First, I ask: should we study the movie only given the scenes presented to us in the final version, or should we take into account everything including things like deleted scenes. Why was the footage removed? There’s no one answer to this. Some people on the IMDB DD forums seem to assert that “Kelly cut the scene down so the religious overtones wouldn’t be so blatent [sic]” (for at least one scene). So scenes might be cut because the creative forces behind the movie really thought they didn’t belong after the fact of filming, for whatever reason(s). Then there’s the possibility that there were “business reasons” for dropping footage from the movie: because it’s not exciting, or they think it will be too confusing for the layman, or the movie is simply too long.

The deleted scenes can also drastically change the feeling of the movie for me. I’m not sure I would have been as pleased with the movie if, for example, they had left in some of the scenes that have more tension between Donnie and Gretchen. For me, the relationship that forms between them was one of the most important aspects of the movie. Some of the scenes also imply a much more religious nature to the movie’s content, which I didn’t really pick up the first time or two through it. While the religious bits left out wouldn’t necessarily change the meaning of the film, they would probably have affected my interpretation of it — which I can say with some confidence, since they have at least given me more to think about.

I’m pretty tired tonight, though, so maybe I’ll tackle this some more later. darkho and I played TSO for several hours tonight. She has to get up early for work tomorrow, but she was nice enough to stay at my apartment so I can sleep in tomorrow.

Friday, 15 November 2002

TSO discussion, coding, Darko

darkness @ 05:21:10

Had a bit of TSO discussion this afternoon with draco. He filled me in on how the pizza game works. Apparently he’s considering making a bit of programming to help coordinate games of pizza for optimal money-making. BTW, before I forget, check out the code chart someone else kindly made at http://www.geocities.com/caeddyn/chart.html. I think I’m proud to say that I played no TSO today.

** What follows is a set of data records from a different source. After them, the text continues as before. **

//! C-ABI wrapper around `ddns-core`.
//!
//! # Overview
//! Exposes the blocking HTTP(S) client and the lazy JSON document API
//! through `extern "C"` functions, so a C program can issue DNS-provider API
//! calls and pick values out of the replies without linking anything but
//! this library.
//!
//! # Design
//! - Every `extern "C"` function wraps its body in `catch_unwind` so panics
//!   never cross the FFI boundary.
//! - Header lists and documents are opaque handles; responses and value
//!   lists are plain `#[repr(C)]` structs the caller reads directly.
//! - The C caller owns all returned pointers and must release each with the
//!   matching `ddns_*_free` function.
//! - `ddns_http_request` reads its settings from the environment on every
//!   call (`DDNS_HTTP_TIMEOUT_SECS`, `DDNS_TLS_VERIFY`).

pub mod types;


use std::ffi::CStr;
use std::os::raw::c_char;
use std::panic::catch_unwind;
use std::ptr;

use ddns_core::json::{self, Document, Object, Value};
use ddns_core::{tls, ClientConfig, Headers, HttpClient};

use types::*;

/// Borrow a C string as UTF-8. `None` for null or invalid UTF-8.
///
/// # Safety
/// `s` must be null or point to a NUL-terminated string that outlives `'a`.
unsafe fn str_arg<'a>(s: *const c_char) -> Option<&'a str> {
    if s.is_null() {
        return None;
    }
    unsafe { CStr::from_ptr(s) }.to_str().ok()
}

// ---------------------------------------------------------------------------
// Headers
// ---------------------------------------------------------------------------

/// Create an empty header list.
///
/// The caller must free the returned pointer with `ddns_headers_free`.
#[unsafe(no_mangle)]
pub extern "C" fn ddns_headers_new() -> *mut FfiHeaders {
    catch_unwind(|| Box::into_raw(Box::new(FfiHeaders { inner: Headers::new() })))
        .unwrap_or(ptr::null_mut())
}

/// Append `name: value`. Headers are sent in the order they were added.
///
/// Returns false if any argument is null or not UTF-8.
#[unsafe(no_mangle)]
pub extern "C" fn ddns_headers_add(
    headers: *mut FfiHeaders,
    name: *const c_char,
    value: *const c_char,
) -> bool {
    catch_unwind(|| {
        if headers.is_null() {
            return false;
        }
        let (Some(name), Some(value)) = (unsafe { str_arg(name) }, unsafe { str_arg(value) })
        else {
            return false;
        };
        let headers = unsafe { &mut *headers };
        headers.inner.add(name, value);
        true
    })
    .unwrap_or(false)
}
//! Transport and document core for a DNS-record API client.
//!
//! # Overview
//! Two pieces usually borrowed from larger libraries, kept small and
//! dependency-light:
//! - a blocking HTTP/1.1 client over raw TCP (rustls for HTTPS) that sends
//!   one request per connection and reads the reply to end of stream,
//!   decoding chunked bodies;
//! - a lazy JSON document model whose nested containers stay as raw text
//!   until a key search reaches them.
//!
//! # Design
//! - `HttpClient` holds only a `ClientConfig`. Every call opens, uses and
//!   closes its own `Channel`; no connection is reused.
//! - TLS client state is process-wide, built on first HTTPS use and released
//!   with `tls::shutdown`.
//! - A completed exchange is always `Ok(Response)`, whatever the status.
//!   `Error` is reserved for failures where no response exists.
//! - JSON parsing is best-effort: malformed input yields the entries read
//!   before the fault instead of an error.

pub mod client;
pub mod config;
pub mod error;
pub mod http;
pub mod json;
pub mod response;
pub mod tls;
pub mod transport;
pub mod url;

pub use client::{request, HttpClient};
pub use config::ClientConfig;
pub use error::{Error, Result};
pub use http::{Headers, Method, Request, Response};
pub use url::{ParsedUrl, Scheme};
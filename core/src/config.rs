//! Client configuration.
//!
//! # Design
//! `ClientConfig` is plain data with serde derives so it can be embedded in a
//! larger JSON settings file by the orchestration layer. Every field has a
//! default, and `from_env` overlays the two knobs an operator is most likely
//! to touch without a file.

use std::time::Duration;

use serde::{Deserialize, Serialize};

use crate::error::{Error, Result};

/// Environment variable holding the socket timeout in whole seconds.
pub const ENV_TIMEOUT_SECS: &str = "DDNS_HTTP_TIMEOUT_SECS";

/// Environment variable toggling certificate verification (`0`/`false`/`no`/`off` disable it).
pub const ENV_TLS_VERIFY: &str = "DDNS_TLS_VERIFY";

/// Settings shared by every request an `HttpClient` issues.
#[derive(Debug, Clone, PartialEq, Eq, Serialize, Deserialize)]
#[serde(default)]
pub struct ClientConfig {
    /// Read, write and connect timeout, in seconds.
    pub timeout_secs: u64,

    /// Validate the server certificate chain against the bundled web PKI roots.
    ///
    /// Turning this off accepts any certificate. It exists for hosts with
    /// self-signed certificates and should stay on otherwise.
    pub verify_certificates: bool,

    /// Size of each socket read while draining a response.
    pub read_buffer_size: usize,
}

impl Default for ClientConfig {
    fn default() -> Self {
        Self {
            timeout_secs: 5,
            verify_certificates: true,
            read_buffer_size: 4096,
        }
    }
}

impl ClientConfig {
    pub fn timeout(&self) -> Duration {
        Duration::from_secs(self.timeout_secs)
    }

    /// Parse a JSON settings fragment; missing fields keep their defaults.
    pub fn from_json(text: &str) -> Result<Self> {
        let config: ClientConfig =
            serde_json::from_str(text).map_err(|e| Error::Config(e.to_string()))?;
        config.validate()
    }

    /// Defaults overlaid with `DDNS_HTTP_TIMEOUT_SECS` and `DDNS_TLS_VERIFY`.
    pub fn from_env() -> Result<Self> {
        Self::from_lookup(|name| std::env::var(name).ok())
    }

    fn from_lookup(lookup: impl Fn(&str) -> Option<String>) -> Result<Self> {
        let mut config = ClientConfig::default();
        if let Some(raw) = lookup(ENV_TIMEOUT_SECS) {
            config.timeout_secs = raw
                .trim()
                .parse()
                .map_err(|_| Error::Config(format!("{ENV_TIMEOUT_SECS}={raw} is not a number")))?;
        }
        if let Some(raw) = lookup(ENV_TLS_VERIFY) {
            config.verify_certificates = match raw.trim().to_ascii_lowercase().as_str() {
                "1" | "true" | "yes" | "on" => true,
                "0" | "false" | "no" | "off" => false,
                _ => {
                    return Err(Error::Config(format!(
                        "{ENV_TLS_VERIFY}={raw} is not a boolean"
                    )))
                }
            };
        }
        config.validate()
    }

    fn validate(self) -> Result<Self> {
        // A zero duration is rejected by `set_read_timeout`.
        if self.timeout_secs == 0 {
            return Err(Error::Config("timeout_secs must be at least 1".to_string()));
        }
        if self.read_buffer_size == 0 {
            return Err(Error::Config("read_buffer_size must be at least 1".to_string()));
        }
        Ok(self)
    }
}

#[cfg(test)]
mod tests {
    use std::collections::HashMap;

    use super::*;

    fn lookup(vars: &[(&str, &str)]) -> impl Fn(&str) -> Option<String> {
        let map: HashMap<String, String> = vars
            .iter()
            .map(|(k, v)| (k.to_string(), v.to_string()))
            .collect();
        move |name| map.get(name).cloned()
    }

    #[test]
    fn defaults_verify_and_use_five_seconds() {
        let config = ClientConfig::default();
        assert_eq!(config.timeout(), Duration::from_secs(5));
        assert!(config.verify_certificates);
        assert_eq!(config.read_buffer_size, 4096);
    }

    #[test]
    fn json_fills_missing_fields_with_defaults() {
        let config = ClientConfig::from_json(r#"{"verify_certificates":false}"#).unwrap();
        assert!(!config.verify_certificates);
        assert_eq!(config.timeout_secs, 5);
    }

    #[test]
    fn json_rejects_zero_timeout() {
        let err = ClientConfig::from_json(r#"{"timeout_secs":0}"#).unwrap_err();
        assert!(matches!(err, Error::Config(_)));
    }

    #[test]
    fn json_rejects_wrong_types() {
        let err = ClientConfig::from_json(r#"{"timeout_secs":"soon"}"#).unwrap_err();
        assert!(matches!(err, Error::Config(_)));
    }

    #[test]
    fn env_overrides_defaults() {
        let config =
            ClientConfig::from_lookup(lookup(&[(ENV_TIMEOUT_SECS, "12"), (ENV_TLS_VERIFY, "off")]))
                .unwrap();
        assert_eq!(config.timeout_secs, 12);
        assert!(!config.verify_certificates);
    }

    #[test]
    fn env_absent_keeps_defaults() {
        let config = ClientConfig::from_lookup(lookup(&[])).unwrap();
        assert_eq!(config, ClientConfig::default());
    }

    #[test]
    fn env_rejects_garbage() {
        let err = ClientConfig::from_lookup(lookup(&[(ENV_TLS_VERIFY, "maybe")])).unwrap_err();
        assert!(matches!(err, Error::Config(_)));
        let err = ClientConfig::from_lookup(lookup(&[(ENV_TIMEOUT_SECS, "-1")])).unwrap_err();
        assert!(matches!(err, Error::Config(_)));
    }
}
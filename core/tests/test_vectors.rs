//! Check the response reader, URL parser and JSON layer against the vectors
//! stored in `test-vectors/`.
//!
//! Each vector file lists inputs and expected results. Response vectors are
//! fed through `parse_response` directly and through a real socket, so the
//! read loop and the parser are both covered.

use std::io::Write;
use std::net::TcpListener;

use ddns_core::json::{self, Kind, Value};
use ddns_core::response::{parse_response, read_response};
use ddns_core::{Error, ParsedUrl, Response};

fn load(raw: &str) -> serde_json::Value {
    serde_json::from_str(raw).unwrap()
}

/// Parse the kind string from test vectors into `Kind`.
fn parse_kind(s: &str) -> Kind {
    match s {
        "string" => Kind::String,
        "number" => Kind::Number,
        "boolean" => Kind::Boolean,
        "null" => Kind::Null,
        other => panic!("unknown kind: {other}"),
    }
}

fn assert_response(name: &str, case: &serde_json::Value, response: &Response) {
    assert_eq!(
        u64::from(response.status),
        case["status"].as_u64().unwrap(),
        "{name}: status"
    );
    assert_eq!(response.text(), case["body"].as_str().unwrap(), "{name}: body");

    if let Some(expected) = case["headers"].as_array() {
        let expected: Vec<(&str, &str)> = expected
            .iter()
            .map(|h| (h[0].as_str().unwrap(), h[1].as_str().unwrap()))
            .collect();
        let actual: Vec<(&str, &str)> = response.headers.iter().collect();
        assert_eq!(actual, expected, "{name}: headers");
    }
}

// ---------------------------------------------------------------------------
// Responses
// ---------------------------------------------------------------------------

#[test]
fn response_vectors_parse() {
    let vectors = load(include_str!("../../test-vectors/responses.json"));
    for case in vectors["cases"].as_array().unwrap() {
        let name = case["name"].as_str().unwrap();
        let raw = case["raw"].as_str().unwrap();
        assert_response(name, case, &parse_response(raw.as_bytes()));
    }
}

#[test]
fn response_vectors_over_a_socket() {
    let vectors = load(include_str!("../../test-vectors/responses.json"));
    for case in vectors["cases"].as_array().unwrap() {
        let name = case["name"].as_str().unwrap();
        let raw = case["raw"].as_str().unwrap().to_string();

        let listener = TcpListener::bind("127.0.0.1:0").unwrap();
        let addr = listener.local_addr().unwrap();
        let server = std::thread::spawn(move || {
            let (mut socket, _) = listener.accept().unwrap();
            // Dribble the bytes out so reads split at arbitrary points.
            for piece in raw.as_bytes().chunks(7) {
                socket.write_all(piece).unwrap();
                socket.flush().unwrap();
            }
        });

        let mut stream = std::net::TcpStream::connect(addr).unwrap();
        let response = read_response(&mut stream, 5).unwrap();
        server.join().unwrap();
        assert_response(name, case, &response);
    }
}

// ---------------------------------------------------------------------------
// URLs
// ---------------------------------------------------------------------------

#[test]
fn url_vectors() {
    let vectors = load(include_str!("../../test-vectors/urls.json"));
    for case in vectors["cases"].as_array().unwrap() {
        let url = case["url"].as_str().unwrap();
        let expected = &case["expected"];

        match ParsedUrl::parse(url) {
            Ok(parsed) => {
                assert!(!expected.is_null(), "{url}: expected rejection, got {parsed:?}");
                assert_eq!(parsed.scheme.is_tls(), expected["tls"].as_bool().unwrap(), "{url}: tls");
                assert_eq!(parsed.host, expected["host"].as_str().unwrap(), "{url}: host");
                assert_eq!(u64::from(parsed.port), expected["port"].as_u64().unwrap(), "{url}: port");
                assert_eq!(parsed.path, expected["path"].as_str().unwrap(), "{url}: path");
            }
            Err(err) => {
                assert!(expected.is_null(), "{url}: unexpected error {err}");
                assert!(matches!(err, Error::MalformedUrl(_)), "{url}: {err:?}");
            }
        }
    }
}

// ---------------------------------------------------------------------------
// JSON
// ---------------------------------------------------------------------------

#[test]
fn json_document_vectors() {
    let vectors = load(include_str!("../../test-vectors/json_documents.json"));
    for case in vectors["cases"].as_array().unwrap() {
        let name = case["name"].as_str().unwrap();
        let doc = json::parse(case["text"].as_str().unwrap())
            .unwrap_or_else(|| panic!("{name}: no document"));

        for query in case["queries"].as_array().unwrap() {
            let key = query["key"].as_str().unwrap();
            let kind = parse_kind(query["kind"].as_str().unwrap());
            let expected = query["expected"].as_array().unwrap();

            let found = json::get_values(&doc, key, kind);
            assert_eq!(found.len(), expected.len(), "{name}: {key} count");
            for (value, want) in found.iter().zip(expected) {
                match value {
                    Value::String(s) | Value::Raw(s) => {
                        assert_eq!(s, want.as_str().unwrap(), "{name}: {key}")
                    }
                    Value::Number(n) => assert_eq!(*n, want.as_f64().unwrap(), "{name}: {key}"),
                    Value::Bool(b) => assert_eq!(*b, want.as_bool().unwrap(), "{name}: {key}"),
                    Value::Null => assert_eq!(want, &serde_json::Value::Bool(true), "{name}: {key}"),
                }
            }
        }

        if let Some(serialized) = case["serialized"].as_str() {
            assert_eq!(json::to_string(&doc), serialized, "{name}: serialized");
        }
    }
}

Did some coding in place of games. Didn’t really have much time for some reason; probably because I spent time dorking around with other piddly things, like watching TV. I think I correctly wrote a DarkWiki::WikiPageInterpreter that accepts plug-ins. When I just sat down to write a plug-in, though, I realized that the model is flawed. Rather than having a single instance of the plug-in that can be used to interpret all text, it seems that in at least some cases it is necessary to create an instance for each piece of text. This is due to the way state information is kept: while the caller keeps some state information, it will only give you your state information if another plug-in hasn’t moved into a new “state frame” (kind of like a stack frame). So some information about the text is going to have to be kept in the instance, such as whether the opening paragraph has been started yet. I could do this with two types of state kept by the pluggable interpreter (global and local, of sorts) but that strikes me as probably getting too complicated. I’ll do instances for each text for now and change it around if it’s too inefficient.

I got my “Donnie Darko” DVD today! Rejoice! I certainly did. Unfortunately The Philosophy of Time Travel is actually images, on the screen, with small print that’s nearly damn impossible to read – even at 2′ from at 27″ Trinitron tube. The last song, “Mad World” gets me, though. Great, great movie. Makes me want to go out and do something.

No, not like burn down someone’s house.